Work task >> Give back the material that follows, identical in every line.

Material to process >>
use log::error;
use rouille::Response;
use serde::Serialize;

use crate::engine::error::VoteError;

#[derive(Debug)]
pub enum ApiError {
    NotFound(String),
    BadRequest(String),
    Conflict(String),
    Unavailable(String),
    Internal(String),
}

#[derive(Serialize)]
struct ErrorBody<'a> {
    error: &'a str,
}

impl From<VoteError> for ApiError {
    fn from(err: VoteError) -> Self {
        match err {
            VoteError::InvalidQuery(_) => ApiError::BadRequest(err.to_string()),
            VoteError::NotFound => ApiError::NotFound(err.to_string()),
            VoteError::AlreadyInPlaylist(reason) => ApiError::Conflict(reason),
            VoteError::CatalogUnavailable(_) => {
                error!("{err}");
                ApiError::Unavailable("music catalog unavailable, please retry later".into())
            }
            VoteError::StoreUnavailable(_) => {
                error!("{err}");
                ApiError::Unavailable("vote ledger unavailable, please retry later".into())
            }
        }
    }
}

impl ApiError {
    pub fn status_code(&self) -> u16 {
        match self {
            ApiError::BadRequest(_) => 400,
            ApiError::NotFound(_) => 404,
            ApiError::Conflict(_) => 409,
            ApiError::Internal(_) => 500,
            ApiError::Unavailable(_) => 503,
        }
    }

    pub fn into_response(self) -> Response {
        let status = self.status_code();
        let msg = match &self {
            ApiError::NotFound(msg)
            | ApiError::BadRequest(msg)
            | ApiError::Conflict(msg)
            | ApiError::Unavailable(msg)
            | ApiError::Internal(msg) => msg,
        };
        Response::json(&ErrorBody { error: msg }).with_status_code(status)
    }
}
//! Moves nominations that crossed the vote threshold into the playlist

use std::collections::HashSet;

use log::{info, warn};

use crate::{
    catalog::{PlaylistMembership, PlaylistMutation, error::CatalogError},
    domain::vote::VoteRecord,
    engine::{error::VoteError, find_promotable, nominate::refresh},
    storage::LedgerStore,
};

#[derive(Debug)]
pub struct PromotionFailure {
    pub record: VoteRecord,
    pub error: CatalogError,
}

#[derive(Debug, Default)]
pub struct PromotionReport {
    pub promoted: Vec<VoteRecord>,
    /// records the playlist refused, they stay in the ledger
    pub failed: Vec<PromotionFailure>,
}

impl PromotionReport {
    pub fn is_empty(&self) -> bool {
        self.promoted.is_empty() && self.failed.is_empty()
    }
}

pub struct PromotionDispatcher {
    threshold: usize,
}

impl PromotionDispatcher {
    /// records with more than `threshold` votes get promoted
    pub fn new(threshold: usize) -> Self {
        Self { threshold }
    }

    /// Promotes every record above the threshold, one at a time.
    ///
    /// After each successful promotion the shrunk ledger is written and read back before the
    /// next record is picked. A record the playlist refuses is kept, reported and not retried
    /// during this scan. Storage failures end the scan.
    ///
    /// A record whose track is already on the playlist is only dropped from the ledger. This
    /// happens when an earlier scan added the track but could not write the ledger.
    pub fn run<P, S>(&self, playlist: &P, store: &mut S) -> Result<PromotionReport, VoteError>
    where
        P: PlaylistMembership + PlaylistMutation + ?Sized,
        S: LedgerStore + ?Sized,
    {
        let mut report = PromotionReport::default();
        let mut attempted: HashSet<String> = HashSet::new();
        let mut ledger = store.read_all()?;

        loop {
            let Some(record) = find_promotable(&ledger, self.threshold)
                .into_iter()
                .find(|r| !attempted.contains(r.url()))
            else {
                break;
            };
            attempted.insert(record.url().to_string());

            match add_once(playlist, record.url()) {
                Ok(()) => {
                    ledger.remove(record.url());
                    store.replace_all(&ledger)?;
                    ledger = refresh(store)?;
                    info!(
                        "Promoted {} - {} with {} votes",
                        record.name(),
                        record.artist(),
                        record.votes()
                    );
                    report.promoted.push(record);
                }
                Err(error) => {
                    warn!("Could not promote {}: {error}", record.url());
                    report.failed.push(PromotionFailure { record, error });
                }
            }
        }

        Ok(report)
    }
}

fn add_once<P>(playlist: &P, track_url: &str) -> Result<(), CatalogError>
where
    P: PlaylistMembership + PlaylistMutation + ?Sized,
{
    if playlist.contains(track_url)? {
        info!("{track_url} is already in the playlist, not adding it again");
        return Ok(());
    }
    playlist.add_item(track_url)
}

Written solution >>
use log::error;
use rouille::Response;
use serde::Serialize;

use crate::engine::error::VoteError;

#[derive(Debug)]
pub enum ApiError {
    NotFound(String),
    BadRequest(String),
    Conflict(String),
    Unavailable(String),
    Internal(String),
}

#[derive(Serialize)]
struct ErrorBody<'a> {
    error: &'a str,
}

impl From<VoteError> for ApiError {
    fn from(err: VoteError) -> Self {
        match err {
            VoteError::InvalidQuery(_) => ApiError::BadRequest(err.to_string()),
            VoteError::NotFound => ApiError::NotFound(err.to_string()),
            VoteError::AlreadyInPlaylist(reason) => ApiError::Conflict(reason),
            VoteError::CatalogUnavailable(_) => {
                error!("{err}");
                ApiError::Unavailable("music catalog unavailable, please retry later".into())
            }
            VoteError::StoreUnavailable(_) => {
                error!("{err}");
                ApiError::Unavailable("vote ledger unavailable, please retry later".into())
            }
        }
    }
}

impl ApiError {
    pub fn status_code(&self) -> u16 {
        match self {
            ApiError::BadRequest(_) => 400,
            ApiError::NotFound(_) => 404,
            ApiError::Conflict(_) => 409,
            ApiError::Internal(_) => 500,
            ApiError::Unavailable(_) => 503,
        }
    }

    pub fn into_response(self) -> Response {
        let status = self.status_code();
        let msg = match &self {
            ApiError::NotFound(msg)
            | ApiError::BadRequest(msg)
            | ApiError::Conflict(msg)
            | ApiError::Unavailable(msg)
            | ApiError::Internal(msg) => msg,
        };
        Response::json(&ErrorBody { error: msg }).with_status_code(status)
    }
}
//! Moves nominations that crossed the vote threshold into the playlist

use std::collections::HashSet;

use log::{info, warn};

use crate::{
    catalog::{PlaylistMembership, PlaylistMutation, error::CatalogError},
    domain::vote::VoteRecord,
    engine::{error::VoteError, find_promotable, nominate::refresh},
    storage::LedgerStore,
};

#[derive(Debug)]
pub struct PromotionFailure {
    pub record: VoteRecord,
    pub error: CatalogError,
}

#[derive(Debug, Default)]
pub struct PromotionReport {
    pub promoted: Vec<VoteRecord>,
    /// records the playlist refused, they stay in the ledger
    pub failed: Vec<PromotionFailure>,
}

impl PromotionReport {
    pub fn is_empty(&self) -> bool {
        self.promoted.is_empty() && self.failed.is_empty()
    }
}

pub struct PromotionDispatcher {
    threshold: usize,
}

impl PromotionDispatcher {
    /// records with more than `threshold` votes get promoted
    pub fn new(threshold: usize) -> Self {
        Self { threshold }
    }

    /// Promotes every record above the threshold, one at a time.
    ///
    /// After each successful promotion the shrunk ledger is written and read back before the
    /// next record is picked. A record the playlist refuses is kept, reported and not retried
    /// during this scan. Storage failures end the scan.
    ///
    /// A record whose track is already on the playlist is only dropped from the ledger. This
    /// happens when an earlier scan added the track but could not write the ledger.
    pub fn run<P, S>(&self, playlist: &P, store: &mut S) -> Result<PromotionReport, VoteError>
    where
        P: PlaylistMembership + PlaylistMutation + ?Sized,
        S: LedgerStore + ?Sized,
    {
        let mut report = PromotionReport::default();
        let mut attempted: HashSet<String> = HashSet::new();
        let mut ledger = store.read_all()?;

        loop {
            let Some(record) = find_promotable(&ledger, self.threshold)
                .into_iter()
                .find(|r| !attempted.contains(r.url()))
            else {
                break;
            };
            attempted.insert(record.url().to_string());

            match add_once(playlist, record.url()) {
                Ok(()) => {
                    ledger.remove(record.url());
                    store.replace_all(&ledger)?;
                    ledger = refresh(store)?;
                    info!(
                        "Promoted {} - {} with {} votes",
                        record.name(),
                        record.artist(),
                        record.votes()
                    );
                    report.promoted.push(record);
                }
                Err(error) => {
                    warn!("Could not promote {}: {error}", record.url());
                    report.failed.push(PromotionFailure { record, error });
                }
            }
        }

        Ok(report)
    }
}

fn add_once<P>(playlist: &P, track_url: &str) -> Result<(), CatalogError>
where
    P: PlaylistMembership + PlaylistMutation + ?Sized,
{
    if playlist.contains(track_url)? {
        info!("{track_url} is already in the playlist, not adding it again");
        return Ok(());
    }
    playlist.add_item(track_url)
}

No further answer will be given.